免疫信号通路将致病性刺激转化为导致感染消退的胞质事件。配体结合后，免疫受体及其下游衔接子和效应子会发生显着的构象变化和空间重组。在此过程中，通常观察到纳米到微米大小的信号簇，它们被认为是信号转导的热点。由于它们的大尺寸和异质成分，完全理解这些信号簇形成的机制及其功能后果仍然是一个挑战。最近，相分离已成为一种新的生物物理学原理，用于将生物分子组织成具有流体特性的大分子团。尽管该领域仍处于起步阶段，免疫学中相分离的研究有望为理解免疫反应提供新的视角。在这里，我们提出了液-液相分离如何驱动信号凝聚物的形成和调节免疫信号通路的最新观点，包括 T 细胞受体、B 细胞受体和先天免疫受体环状 GMP-AMP 的下游通路合成酶 (cGAS) – 干扰素基因 (STING) 和视黄酸诱导基因 I 蛋白 (RIG-I) 的刺激因子。
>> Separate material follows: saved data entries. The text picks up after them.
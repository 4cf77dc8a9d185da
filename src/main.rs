//! Voice roster - Entry Point
//!
//! Starts the reconciler engine and prints every channel event as a JSON
//! line until Ctrl-C.

use std::env;

use tracing::{error, info};
use tracing_subscriber::EnvFilter;

use voice_roster::{engine, ConnectConfig, EngineConfig};

#[tokio::main]
async fn main() -> Result<(), Box<dyn std::error::Error>> {
    // Initialize logging with environment filter
    // e.g., RUST_LOG=debug or RUST_LOG=voice_roster=trace
    tracing_subscriber::fmt()
        .with_env_filter(
            EnvFilter::try_from_default_env()
                .unwrap_or_else(|_| EnvFilter::new("voice_roster=info")),
        )
        .init();

    // Usage: voice_roster [api_key] [port]
    let target = ConnectConfig::from_sources(env::args().skip(1), |key| env::var(key).ok())?;
    if target.api_key.is_empty() {
        info!("No API key given; authentication will be refused by the voice client");
    }
    info!("Watching voice client at {}:{}", target.host, target.port);

    let (handle, mut events) = engine::spawn(EngineConfig::default(), target);

    loop {
        tokio::select! {
            event = events.recv() => {
                let Some(event) = event else { break };
                match serde_json::to_string(&event) {
                    Ok(json) => println!("{}", json),
                    Err(e) => error!("Failed to encode event: {}", e),
                }
            }
            _ = tokio::signal::ctrl_c() => {
                info!("Shutting down");
                break;
            }
        }
    }

    handle.stop().await;
    Ok(())
}
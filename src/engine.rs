//! Reconciler engine
//!
//! Owns the connection lifecycle. Each attempt walks
//! `Connecting → Authenticating → Subscribing → Bootstrapping → Streaming`;
//! any failure drops the socket, reports a status line and retries after a
//! backoff delay. Only the stop signal ends the loop.

use std::sync::Arc;

use tokio::sync::{mpsc, watch};
use tokio::task::JoinHandle;
use tokio::time::sleep;
use tracing::{debug, info, warn};

use crate::backoff::Backoff;
use crate::config::{ConnectConfig, EngineConfig};
use crate::error::{ClientQueryError, Result};
use crate::message::ChannelEvent;
use crate::notify::NotifyKind;
use crate::query::QueryClient;
use crate::session::Session;
use crate::transport::LineTransport;

/// Buffered events between the engine and the presentation layer
pub const EVENT_BUFFER_SIZE: usize = 256;

/// Status text shown while waiting to retry
pub const RECONNECTING: &str = "reconnecting...";

/// Connection lifecycle phase
#[derive(Debug, Clone, Copy, PartialEq, Eq)]
pub enum Phase {
    Connecting,
    Authenticating,
    Subscribing,
    Bootstrapping,
    Streaming,
}

fn is_stopped(stop: &watch::Receiver<bool>) -> bool {
    *stop.borrow() || stop.has_changed().is_err()
}

/// Resolves once stop is requested or the sender is gone
async fn stopped(stop: &mut watch::Receiver<bool>) {
    let _ = stop.wait_for(|stop| *stop).await;
}

/// Background task keeping the channel state in sync with the voice client
pub struct Reconciler {
    config: EngineConfig,
    target: watch::Receiver<ConnectConfig>,
    events: mpsc::Sender<ChannelEvent>,
    stop: watch::Receiver<bool>,
    backoff: Backoff,
    /// Sessions that completed their bootstrap
    bootstraps: u64,
}

impl Reconciler {
    pub fn new(
        config: EngineConfig,
        target: watch::Receiver<ConnectConfig>,
        events: mpsc::Sender<ChannelEvent>,
        stop: watch::Receiver<bool>,
    ) -> Self {
        let backoff = Backoff::new(config.backoff_initial, config.backoff_max);
        Self {
            config,
            target,
            events,
            stop,
            backoff,
            bootstraps: 0,
        }
    }

    /// Run until stopped
    pub async fn run(mut self) {
        info!("Reconciler started");
        let mut stop = self.stop.clone();
        let events = self.events.clone();

        loop {
            if is_stopped(&stop) || self.events.is_closed() {
                break;
            }

            let mut reached = Phase::Connecting;
            let result = tokio::select! {
                result = self.run_session(&mut reached) => result,
                _ = stopped(&mut stop) => break,
                _ = events.closed() => break,
            };

            let text = match result {
                Ok(()) => ClientQueryError::ConnectionClosed.to_string(),
                Err(e) => {
                    warn!("Session ended during {:?}: {}", reached, e);
                    e.to_string()
                }
            };
            self.emit(ChannelEvent::Status { text }).await;

            if reached == Phase::Streaming {
                self.backoff.reset();
            }
            let delay = self.backoff.next_delay();
            info!("Reconnecting in {:?}", delay);
            self.emit(ChannelEvent::Status {
                text: RECONNECTING.to_string(),
            })
            .await;

            tokio::select! {
                _ = sleep(delay) => {}
                _ = stopped(&mut stop) => break,
            }
        }

        info!("Reconciler stopped");
    }

    /// One connection attempt, from connect to the end of streaming
    async fn run_session(&mut self, phase: &mut Phase) -> Result<()> {
        let target = self.target.borrow().clone();

        *phase = Phase::Connecting;
        let mut transport =
            LineTransport::connect(&target.host, target.port, self.config.connect_timeout).await?;
        transport.drain_banner(self.config.banner_wait).await?;
        let client = Arc::new(QueryClient::new(transport, self.config.response_timeout));

        *phase = Phase::Authenticating;
        debug!("Phase: {:?}", phase);
        client.authenticate(&target.api_key).await?;

        *phase = Phase::Subscribing;
        debug!("Phase: {:?}", phase);
        client.subscribe(NotifyKind::SUBSCRIBED).await?;

        *phase = Phase::Bootstrapping;
        debug!("Phase: {:?}", phase);
        let mut session = Session::new(
            Arc::clone(&client),
            self.events.clone(),
            self.config.name_retry_delay,
        );
        session.bootstrap().await?;
        if self.bootstraps > 0 {
            session.emit(ChannelEvent::ChannelChanged).await;
        }
        self.bootstraps += 1;
        session.push().await;

        *phase = Phase::Streaming;
        info!("Connected to {}:{}, streaming notifications", target.host, target.port);
        let result = self.stream(&client, &mut session).await;
        client.close().await;
        result
    }

    async fn stream(&self, client: &QueryClient, session: &mut Session) -> Result<()> {
        let mut empty_reads = 0u32;
        let mut faults = 0u32;

        loop {
            let Some(line) = client.next_notification(self.config.poll_interval).await? else {
                empty_reads += 1;
                if empty_reads > self.config.max_empty_reads {
                    return Err(ClientQueryError::StaleConnection(format!(
                        "no data for {} polls",
                        empty_reads
                    )));
                }
                continue;
            };
            empty_reads = 0;
            debug!("<- {}", line);

            match session.handle_line(&line).await {
                Ok(()) => faults = 0,
                Err(e) if e.is_transport() => return Err(e),
                Err(e) => {
                    faults += 1;
                    warn!("Handling record failed ({} in a row): {}", faults, e);
                    if faults > self.config.max_handler_faults {
                        return Err(ClientQueryError::StaleConnection(format!(
                            "{} consecutive handler faults",
                            faults
                        )));
                    }
                }
            }
        }
    }

    async fn emit(&self, event: ChannelEvent) {
        let _ = self.events.send(event).await;
    }
}

/// Presentation-side handle on a spawned [`Reconciler`]
pub struct EngineHandle {
    stop: watch::Sender<bool>,
    target: watch::Sender<ConnectConfig>,
    task: JoinHandle<()>,
}

impl EngineHandle {
    /// Change where the next connection attempt goes
    pub fn set_target(&self, target: ConnectConfig) {
        self.target.send_replace(target);
    }

    /// Signal stop and wait for the engine to wind down
    pub async fn stop(self) {
        self.stop.send_replace(true);
        if let Err(e) = self.task.await {
            warn!("Reconciler task failed: {}", e);
        }
    }
}

/// Start an engine on the current runtime
pub fn spawn(
    config: EngineConfig,
    target: ConnectConfig,
) -> (EngineHandle, mpsc::Receiver<ChannelEvent>) {
    let (events_tx, events_rx) = mpsc::channel(EVENT_BUFFER_SIZE);
    let (stop_tx, stop_rx) = watch::channel(false);
    let (target_tx, target_rx) = watch::channel(target);

    let task = tokio::spawn(Reconciler::new(config, target_rx, events_tx, stop_rx).run());
    let handle = EngineHandle {
        stop: stop_tx,
        target: target_tx,
        task,
    };
    (handle, events_rx)
}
最后，我们总结了该领域当前面临的挑战以及未来研究的突出问题。包括那些下游的 T 细胞受体、B 细胞受体和先天免疫受体环 GMP-AMP 合酶 (cGAS)-干扰素基因刺激物 (STING) 和视黄酸诱导基因 I 蛋白 (RIG-I)。最后，我们总结了该领域当前面临的挑战以及未来研究的突出问题。包括那些下游的 T 细胞受体、B 细胞受体和先天免疫受体环 GMP-AMP 合酶 (cGAS)-干扰素基因刺激物 (STING) 和视黄酸诱导基因 I 蛋白 (RIG-I)。最后，我们总结了该领域当前面临的挑战以及未来研究的突出问题。